(Stored items)
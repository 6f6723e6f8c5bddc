//! Embeddable play button sources.
//!
//! A play button plays either a single track, an ad hoc set of tracks
//! (`spotify:trackset:<title>:<id>,<id>,...`) or a user playlist. Settings are
//! checked when they are set, never at render time.

use std::fmt;
use std::str::FromStr;

use crate::clients::entities::{Album, SpotifyItem, Track};
use crate::clients::errors::{Error, Result};

pub const PLAYBUTTON_BASE_URL: &str = "https://embed.spotify.com/?uri=";

/// Title used for track sets without one.
pub const DEFAULT_TITLE: &str = "Playlist";

pub const WIDTH_RANGE: std::ops::RangeInclusive<u32> = 250..=640;
pub const HEIGHT_RANGE: std::ops::RangeInclusive<u32> = 80..=720;

#[derive(Debug, Clone, Copy, Default, PartialEq, Eq)]
pub enum Theme {
    #[default]
    Black,
    White,
}

impl Theme {
    pub fn as_str(&self) -> &'static str {
        match self {
            Theme::Black => "black",
            Theme::White => "white",
        }
    }
}

impl FromStr for Theme {
    type Err = Error;

    fn from_str(s: &str) -> Result<Self> {
        match s {
            "black" => Ok(Theme::Black),
            "white" => Ok(Theme::White),
            other => Err(Error::ConfigurationError(format!(
                "play button theme must be black or white, got {other:?}"
            ))),
        }
    }
}

impl fmt::Display for Theme {
    fn fmt(&self, f: &mut fmt::Formatter<'_>) -> fmt::Result {
        f.write_str(self.as_str())
    }
}

#[derive(Debug, Clone, Copy, Default, PartialEq, Eq)]
pub enum View {
    #[default]
    List,
    CoverArt,
}

impl View {
    pub fn as_str(&self) -> &'static str {
        match self {
            View::List => "list",
            View::CoverArt => "coverart",
        }
    }
}

impl FromStr for View {
    type Err = Error;

    fn from_str(s: &str) -> Result<Self> {
        match s {
            "list" => Ok(View::List),
            "coverart" => Ok(View::CoverArt),
            other => Err(Error::ConfigurationError(format!(
                "play button view must be list or coverart, got {other:?}"
            ))),
        }
    }
}

impl fmt::Display for View {
    fn fmt(&self, f: &mut fmt::Formatter<'_>) -> fmt::Result {
        f.write_str(self.as_str())
    }
}

/// Appearance of a play button. Width and height are always within
/// [`WIDTH_RANGE`] and [`HEIGHT_RANGE`].
#[derive(Debug, Clone, Copy, PartialEq, Eq)]
pub struct PlayButtonSettings {
    theme: Theme,
    view: View,
    width: u32,
    height: u32,
}

impl Default for PlayButtonSettings {
    fn default() -> Self {
        PlayButtonSettings {
            theme: Theme::Black,
            view: View::List,
            width: 250,
            height: 330,
        }
    }
}

impl PlayButtonSettings {
    pub fn new(theme: Theme, view: View, width: u32, height: u32) -> Result<Self> {
        let mut settings = PlayButtonSettings {
            theme,
            view,
            ..PlayButtonSettings::default()
        };
        settings.set_size(width, height)?;
        Ok(settings)
    }

    pub fn theme(&self) -> Theme {
        self.theme
    }

    pub fn view(&self) -> View {
        self.view
    }

    pub fn width(&self) -> u32 {
        self.width
    }

    pub fn height(&self) -> u32 {
        self.height
    }

    pub fn set_theme(&mut self, theme: Theme) {
        self.theme = theme;
    }

    pub fn set_view(&mut self, view: View) {
        self.view = view;
    }

    /// Rejects sizes outside the allowed ranges and leaves the settings untouched.
    pub fn set_size(&mut self, width: u32, height: u32) -> Result<()> {
        if !WIDTH_RANGE.contains(&width) {
            return Err(Error::ConfigurationError(format!(
                "play button width must be within {}..={}, got {width}",
                WIDTH_RANGE.start(),
                WIDTH_RANGE.end()
            )));
        }
        if !HEIGHT_RANGE.contains(&height) {
            return Err(Error::ConfigurationError(format!(
                "play button height must be within {}..={}, got {height}",
                HEIGHT_RANGE.start(),
                HEIGHT_RANGE.end()
            )));
        }
        self.width = width;
        self.height = height;
        Ok(())
    }
}

#[derive(Debug, Clone, Default)]
pub struct PlayButton {
    pub settings: PlayButtonSettings,
}

impl PlayButton {
    pub fn new(settings: PlayButtonSettings) -> Self {
        PlayButton { settings }
    }

    pub fn source_from_track(track: &Track) -> String {
        track.uri.clone()
    }

    /// One track plays as itself; several become a titled track set.
    pub fn source_from_tracks(tracks: &[Track], title: &str) -> Result<String> {
        match tracks {
            [] => Err(Error::EmptyInput),
            [track] => Ok(Self::source_from_track(track)),
            tracks => {
                let title = if title.is_empty() { DEFAULT_TITLE } else { title };
                let ids = tracks
                    .iter()
                    .map(|track| track.id())
                    .collect::<Vec<_>>()
                    .join(",");
                Ok(format!("spotify:trackset:{title}:{ids}"))
            }
        }
    }

    /// The album's tracks, titled with the album name.
    pub fn source_from_album(album: &Album) -> Result<String> {
        Self::source_from_tracks(&album.tracks, &album.name)
    }

    pub fn source_from_playlist(uri: &str) -> String {
        if uri.starts_with("spotify:user:") {
            uri.to_string()
        } else {
            format!("spotify:user:{uri}")
        }
    }

    /// Embed URL for `source` with the current theme and view.
    pub fn embed_url(&self, source: &str) -> String {
        format!(
            "{PLAYBUTTON_BASE_URL}{source}&theme={}&view={}",
            self.settings.theme, self.settings.view
        )
    }
}

#[cfg(test)]
mod tests {
    use super::*;
    use crate::clients::entities::{Artist, OneOrMany};

    fn track(id: &str) -> Track {
        Track {
            uri: format!("spotify:track:{id}"),
            title: id.to_string(),
            artist: OneOrMany::One(Artist::new("spotify:artist:a", "A", 0.0)),
            album: Album::new("spotify:album:b", "B", "2010", None),
            length: 0.0,
            popularity: 0.0,
            track_number: 1,
            disc_number: 0,
        }
    }

    #[test]
    fn settings_are_validated_eagerly() {
        assert!(PlayButtonSettings::new(Theme::White, View::CoverArt, 300, 380).is_ok());
        assert!(matches!(
            PlayButtonSettings::new(Theme::Black, View::List, 800, 380),
            Err(Error::ConfigurationError(_))
        ));

        let mut settings = PlayButtonSettings::default();
        assert!(settings.set_size(250, 20).is_err());
        assert_eq!((settings.width(), settings.height()), (250, 330));
    }

    #[test]
    fn theme_and_view_parse_known_values_only() {
        assert_eq!("white".parse::<Theme>().unwrap(), Theme::White);
        assert_eq!("coverart".parse::<View>().unwrap(), View::CoverArt);
        assert!("pink".parse::<Theme>().is_err());
        assert!("grid".parse::<View>().is_err());
    }

    #[test]
    fn track_sets() {
        assert!(matches!(
            PlayButton::source_from_tracks(&[], "x"),
            Err(Error::EmptyInput)
        ));
        assert_eq!(
            PlayButton::source_from_tracks(&[track("1")], "x").unwrap(),
            "spotify:track:1"
        );
        assert_eq!(
            PlayButton::source_from_tracks(&[track("1"), track("2")], "").unwrap(),
            "spotify:trackset:Playlist:1,2"
        );
    }

    #[test]
    fn album_and_playlist_sources() {
        let mut album = Album::new("spotify:album:b", "Moonshine", "2007", None);
        album.tracks = vec![track("1"), track("2")];
        assert_eq!(
            PlayButton::source_from_album(&album).unwrap(),
            "spotify:trackset:Moonshine:1,2"
        );
        assert_eq!(
            PlayButton::source_from_playlist("joe:playlist:42"),
            "spotify:user:joe:playlist:42"
        );
    }

    #[test]
    fn embed_url_carries_theme_and_view() {
        let button = PlayButton::new(
            PlayButtonSettings::new(Theme::White, View::CoverArt, 300, 380).unwrap(),
        );
        assert_eq!(
            button.embed_url("spotify:track:1"),
            "https://embed.spotify.com/?uri=spotify:track:1&theme=white&view=coverart"
        );
    }
}
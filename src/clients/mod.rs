/// Client configuration
pub mod config;
/// Data entities for tracks, artists and albums
pub mod entities;
/// Error types and result aliases
pub mod errors;
/// File cache for service responses
pub mod local_storage;
/// Embeddable play buttons
pub mod playbutton;
/// Metadata web service client
pub mod spotify;
/// HTTP transport
pub mod transport;
/// XML decoding and encoding
pub mod xml;

pub use config::ClientConfig;
pub use entities::{Album, Artist, EntityKind, Item, OneOrMany, SpotifyItem, Track};
pub use local_storage::LocalStorage;
pub use playbutton::{PlayButton, PlayButtonSettings};
pub use spotify::{MetadataClient, MetadataClientBuilder};
pub use transport::{HttpRequest, HttpResponse, ReqwestTransport, Transport};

Problem to solve: From the opening line of the data above through the line that contains "pub const DEFAULT_TITLE: &str", please print each line as it stands and only those lines.

Written response:
repository 6f6723e6f8c5bddc
//! Embeddable play button sources.
//!
//! A play button plays either a single track, an ad hoc set of tracks
//! (`spotify:trackset:<title>:<id>,<id>,...`) or a user playlist. Settings are
//! checked when they are set, never at render time.

use std::fmt;
use std::str::FromStr;

use crate::clients::entities::{Album, SpotifyItem, Track};
use crate::clients::errors::{Error, Result};

pub const PLAYBUTTON_BASE_URL: &str = "https://embed.spotify.com/?uri=";

/// Title used for track sets without one.
pub const DEFAULT_TITLE: &str = "Playlist";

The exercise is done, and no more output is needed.